Neste regresso a Espinho, Egberto Gismonti não veio sozinho, trazendo com ele Daniel Murray, um profundo conhecedor do seu universo musical e um dos mais talentosos violonistas da sua geração. Ao longo de quase uma hora e meia de concerto, os dois artistas tiveram a oportunidade de se mostrarem a solo ou em diálogo, oferecendo uma música onde popular e erudito se misturaram e confundiram. Num exercício de entrega total à música, a abordagem primordial revelou-se do domínio da clássica, mas foi genial a forma como deixou que a mesma se escapasse para o campo da música tradicional, levando-a a percorrer os caminhos dos batuques dos índios amazónicos, do choro carioca, do frevo pernambucano, dos nordestinos forró e baião.
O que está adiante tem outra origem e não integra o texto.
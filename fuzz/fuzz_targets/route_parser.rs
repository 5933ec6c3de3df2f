#![no_main]

use libfuzzer_sys::fuzz_target;
use peptrend::route::RouteParams;

fuzz_target!(|data: &[u8]| {
    if let Ok(input) = std::str::from_utf8(data) {
        if let Ok(params) = RouteParams::parse(input) {
            // A parsed route must survive a round trip through its permalink
            let reparsed = RouteParams::parse(&params.to_hash());
            assert_eq!(reparsed, Ok(params));
        }
    }
});
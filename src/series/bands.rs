// Mean and standard-deviation bands over the failure series
//
// Two policies:
// - whole range: one estimate over every failure, drawn as flat two-point
//   lines between the first and last failure
// - sliding window: a FIFO of failures trimmed to a trailing span of
//   `days * 86_400_000` ms, one band point per failure once the series has
//   covered a full window

use super::builder::Point;
use crate::timestamp::{Timestamp, MS_PER_DAY};
use crate::variance::{online_variance, VarianceResult};
use serde::{Deserialize, Serialize};
use std::collections::VecDeque;

/// How band statistics are aggregated over time
#[derive(Debug, Clone, Copy, PartialEq, Eq, Default, Serialize, Deserialize)]
#[serde(rename_all = "snake_case")]
pub enum WindowPolicy {
    /// One estimate over the whole failure series
    #[default]
    WholeRange,
    /// Trailing window of the given length in days
    Sliding { days: u32 },
}

impl WindowPolicy {
    /// Zero days selects the whole-range policy
    pub fn from_days(days: u32) -> Self {
        if days == 0 {
            WindowPolicy::WholeRange
        } else {
            WindowPolicy::Sliding { days }
        }
    }

    pub fn days(&self) -> u32 {
        match self {
            WindowPolicy::WholeRange => 0,
            WindowPolicy::Sliding { days } => *days,
        }
    }

    /// Window span in milliseconds, `None` for the whole-range policy
    pub fn threshold_ms(&self) -> Option<f64> {
        match self {
            WindowPolicy::WholeRange => None,
            WindowPolicy::Sliding { days } => Some(f64::from(*days) * MS_PER_DAY),
        }
    }
}

/// Mean, upper (mean + stddev) and lower (mean - stddev) line series
#[derive(Debug, Clone, Default, PartialEq, Serialize)]
pub struct Bands {
    pub mean: Vec<Point>,
    pub upper: Vec<Point>,
    pub lower: Vec<Point>,
}

impl Bands {
    fn push(&mut self, timestamp: Timestamp, stats: VarianceResult) {
        self.mean.push(Point::new(timestamp, stats.mean));
        self.upper.push(Point::new(timestamp, stats.upper()));
        self.lower.push(Point::new(timestamp, stats.lower()));
    }

    pub fn is_empty(&self) -> bool {
        self.mean.is_empty()
    }

    /// Number of points in each of the three series
    pub fn len(&self) -> usize {
        self.mean.len()
    }
}

/// Compute band series for an ascending failure series
///
/// Failures with an invalid timestamp never contribute. With one valid
/// failure or fewer the bands are empty.
pub fn compute_bands(failures: &[Point], policy: WindowPolicy) -> Bands {
    let valid: Vec<Point> = failures
        .iter()
        .filter(|p| p.timestamp.is_valid())
        .copied()
        .collect();

    if valid.len() <= 1 {
        tracing::debug!(
            failures = valid.len(),
            "not enough failures for a variance band"
        );
        return Bands::default();
    }

    let bands = match policy.threshold_ms() {
        None => whole_range_bands(&valid),
        Some(threshold) => sliding_window_bands(&valid, threshold),
    };

    tracing::debug!(
        failures = valid.len(),
        window_days = policy.days(),
        band_points = bands.len(),
        "computed failure bands"
    );

    bands
}

fn whole_range_bands(failures: &[Point]) -> Bands {
    let mut bands = Bands::default();
    let (Some(first), Some(last)) = (failures.first(), failures.last()) else {
        return bands;
    };

    if let Some(stats) = online_variance(failures) {
        bands.push(first.timestamp, stats);
        bands.push(last.timestamp, stats);
    }
    bands
}

// The growth check measures from the first failure of the series while the
// trim loop measures from the window front. Both use strict comparisons; the
// pairing decides which points land in each window and must not change.
fn sliding_window_bands(failures: &[Point], threshold: f64) -> Bands {
    let mut bands = Bands::default();
    let Some(origin) = failures.first().map(|p| p.timestamp) else {
        return bands;
    };
    let mut window: VecDeque<Point> = VecDeque::new();

    for point in failures {
        window.push_back(*point);
        let newest = point.timestamp;

        if newest.since(origin) < threshold {
            continue;
        }

        while window
            .front()
            .is_some_and(|front| newest.since(front.timestamp) > threshold)
        {
            window.pop_front();
        }

        if let Some(stats) = online_variance(&window) {
            bands.push(newest, stats);
        }
    }

    bands
}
E há, ainda, essa aproximação íntima ao jazz, com os (muitos) espaços abertos à improvisação e onde veio ao de cima a sua classe e experiência, cimentadas numa carreira de mais de cinquenta anos, com cerca de sete dezenas de álbuns gravados e colaborações com nomes incontornáveis como os de Charlie Haden, Jan Garbarek, John McLaughlin, Keith Jarrett ou Herbie Hancock, e outros menos previsíveis como Sapaim, mentor espiritual da tribo Yawalapiti. Desta mescla de géneros se fez o concerto, sem alinhamento definido mas com a certeza de que a música é o guia e o norte, a religião e a fé.
À excepção de “Retrato em Branco e Preto”, tema incontornável da discografia de António Carlos Jobim, não saberia identificar as músicas que fizeram parte do alinhamento do concerto. Sentado ao piano ou com o violão de dez cordas nas mãos, os longos cabelos brancos presos na inseparável touca, o que Egberto Gismonti fez foi empreender uma viagem afectiva pelo mundo da música, percorrendo um conjunto de temas que lhe são queridos - e onde marcam presença, além dos nomes já referidos, Chico Buarque e Dorival Caymmi, Villa-Lobos e Pixinguinha -, mistura do popular com o erudito - quase posso jurar que por aqui passou “Strawa no Sertão”, o seu maxixe, a sua zabumba. A sós em palco com o piano ou o violão, ou na companhia de Murray, Egberto Gismonti foi desfiando as suas influências indígenas e orientais, cruzando-as com a música clássica e a música de vanguarda, num caleidoscópio coeso e verdadeiramente original. Entre a admiração e a diversão, o público não se cansou de aplaudir calorosamente cada tema interpretado, mantendo uma enorme atenção ao longo de todo o concerto – o que não impediu, infelizmente, que um espectador passasse uma boa parte do tempo a descascar rebuçados e a poluir o sublime da música com os estalidos irritantes do celofane. E chegamos à parte final, àquele momento único cuja generosidade e humildade a todos tocou profundamente. Mas disso já aqui falei.